Data records:
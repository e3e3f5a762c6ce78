//! Public product catalog route handlers.

use askama::Template;
use askama_web::WebTemplate;
use axum::{
    extract::{Path, Query, State},
    response::IntoResponse,
};
use serde::Deserialize;
use tracing::instrument;

use unique_cctv_core::ProductId;

use crate::backend::types::Product;
use crate::error::{AppError, Result};
use crate::filters;
use crate::middleware::CurrentActor;
use crate::state::AppState;

use super::Nav;

/// Product listing template.
#[derive(Template, WebTemplate)]
#[template(path = "products/index.html")]
pub struct ProductIndexTemplate {
    pub nav: Nav,
    pub products: Vec<Product>,
    pub categories: Vec<String>,
    pub active_category: Option<String>,
    pub query: Option<String>,
    pub image_base: String,
}

/// Product detail template.
#[derive(Template, WebTemplate)]
#[template(path = "products/show.html")]
pub struct ProductShowTemplate {
    pub nav: Nav,
    pub product: Product,
    pub image_base: String,
}

/// Query parameters for the product listing.
#[derive(Debug, Deserialize, Default)]
pub struct ListingQuery {
    pub category: Option<String>,
    pub q: Option<String>,
}

/// Display the product listing.
///
/// GET /products
///
/// A search keyword (`?q=`) takes precedence over a category filter
/// (`?category=`); with neither, the full catalog is shown.
///
/// # Errors
///
/// Returns an error page when the backend is unreachable.
#[instrument(skip(state, actor))]
pub async fn index(
    State(state): State<AppState>,
    actor: CurrentActor,
    Query(query): Query<ListingQuery>,
) -> Result<impl IntoResponse> {
    let nav = Nav::from(&actor.0);

    let keyword = query.q.as_deref().map(str::trim).filter(|q| !q.is_empty());
    let category = query
        .category
        .as_deref()
        .map(str::trim)
        .filter(|c| !c.is_empty());

    let products = match (keyword, category) {
        (Some(keyword), _) => state.backend().search_products(keyword).await?,
        (None, Some(category)) => state.backend().products_by_category(category).await?,
        (None, None) => state.backend().list_products().await?,
    };

    let categories = match state.backend().product_categories().await {
        Ok(categories) => categories,
        Err(err) => {
            tracing::warn!(error = %err, "failed to load category filter");
            Vec::new()
        }
    };

    Ok(ProductIndexTemplate {
        nav,
        products,
        categories,
        active_category: category.map(ToString::to_string),
        query: keyword.map(ToString::to_string),
        image_base: state.backend().image_base(),
    })
}

/// Display a single product.
///
/// GET /products/{id}
///
/// # Errors
///
/// Returns 404 when the backend reports the product missing.
#[instrument(skip(state, actor))]
pub async fn show(
    State(state): State<AppState>,
    actor: CurrentActor,
    Path(id): Path<String>,
) -> Result<impl IntoResponse> {
    let nav = Nav::from(&actor.0);
    let id = ProductId::from(id);

    let product = state.backend().get_product(&id).await.map_err(|err| {
        if matches!(&err, crate::backend::BackendError::Api { status, .. } if *status == 404) {
            AppError::NotFound(format!("product {id}"))
        } else {
            AppError::from(err)
        }
    })?;

    Ok(ProductShowTemplate {
        nav,
        product,
        image_base: state.backend().image_base(),
    })
}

Description of the task: Reproduce all of the entries verbatim.

Exercise output:
repository e3e3f5a762c6ce78
//! Public product catalog route handlers.

use askama::Template;
use askama_web::WebTemplate;
use axum::{
    extract::{Path, Query, State},
    response::IntoResponse,
};
use serde::Deserialize;
use tracing::instrument;

use unique_cctv_core::ProductId;

use crate::backend::types::Product;
use crate::error::{AppError, Result};
use crate::filters;
use crate::middleware::CurrentActor;
use crate::state::AppState;

use super::Nav;

/// Product listing template.
#[derive(Template, WebTemplate)]
#[template(path = "products/index.html")]
pub struct ProductIndexTemplate {
    pub nav: Nav,
    pub products: Vec<Product>,
    pub categories: Vec<String>,
    pub active_category: Option<String>,
    pub query: Option<String>,
    pub image_base: String,
}

/// Product detail template.
#[derive(Template, WebTemplate)]
#[template(path = "products/show.html")]
pub struct ProductShowTemplate {
    pub nav: Nav,
    pub product: Product,
    pub image_base: String,
}

/// Query parameters for the product listing.
#[derive(Debug, Deserialize, Default)]
pub struct ListingQuery {
    pub category: Option<String>,
    pub q: Option<String>,
}

/// Display the product listing.
///
/// GET /products
///
/// A search keyword (`?q=`) takes precedence over a category filter
/// (`?category=`); with neither, the full catalog is shown.
///
/// # Errors
///
/// Returns an error page when the backend is unreachable.
#[instrument(skip(state, actor))]
pub async fn index(
    State(state): State<AppState>,
    actor: CurrentActor,
    Query(query): Query<ListingQuery>,
) -> Result<impl IntoResponse> {
    let nav = Nav::from(&actor.0);

    let keyword = query.q.as_deref().map(str::trim).filter(|q| !q.is_empty());
    let category = query
        .category
        .as_deref()
        .map(str::trim)
        .filter(|c| !c.is_empty());

    let products = match (keyword, category) {
        (Some(keyword), _) => state.backend().search_products(keyword).await?,
        (None, Some(category)) => state.backend().products_by_category(category).await?,
        (None, None) => state.backend().list_products().await?,
    };

    let categories = match state.backend().product_categories().await {
        Ok(categories) => categories,
        Err(err) => {
            tracing::warn!(error = %err, "failed to load category filter");
            Vec::new()
        }
    };

    Ok(ProductIndexTemplate {
        nav,
        products,
        categories,
        active_category: category.map(ToString::to_string),
        query: keyword.map(ToString::to_string),
        image_base: state.backend().image_base(),
    })
}

/// Display a single product.
///
/// GET /products/{id}
///
/// # Errors
///
/// Returns 404 when the backend reports the product missing.
#[instrument(skip(state, actor))]
pub async fn show(
    State(state): State<AppState>,
    actor: CurrentActor,
    Path(id): Path<String>,
) -> Result<impl IntoResponse> {
    let nav = Nav::from(&actor.0);
    let id = ProductId::from(id);

    let product = state.backend().get_product(&id).await.map_err(|err| {
        if matches!(&err, crate::backend::BackendError::Api { status, .. } if *status == 404) {
            AppError::NotFound(format!("product {id}"))
        } else {
            AppError::from(err)
        }
    })?;

    Ok(ProductShowTemplate {
        nav,
        product,
        image_base: state.backend().image_base(),
    })
}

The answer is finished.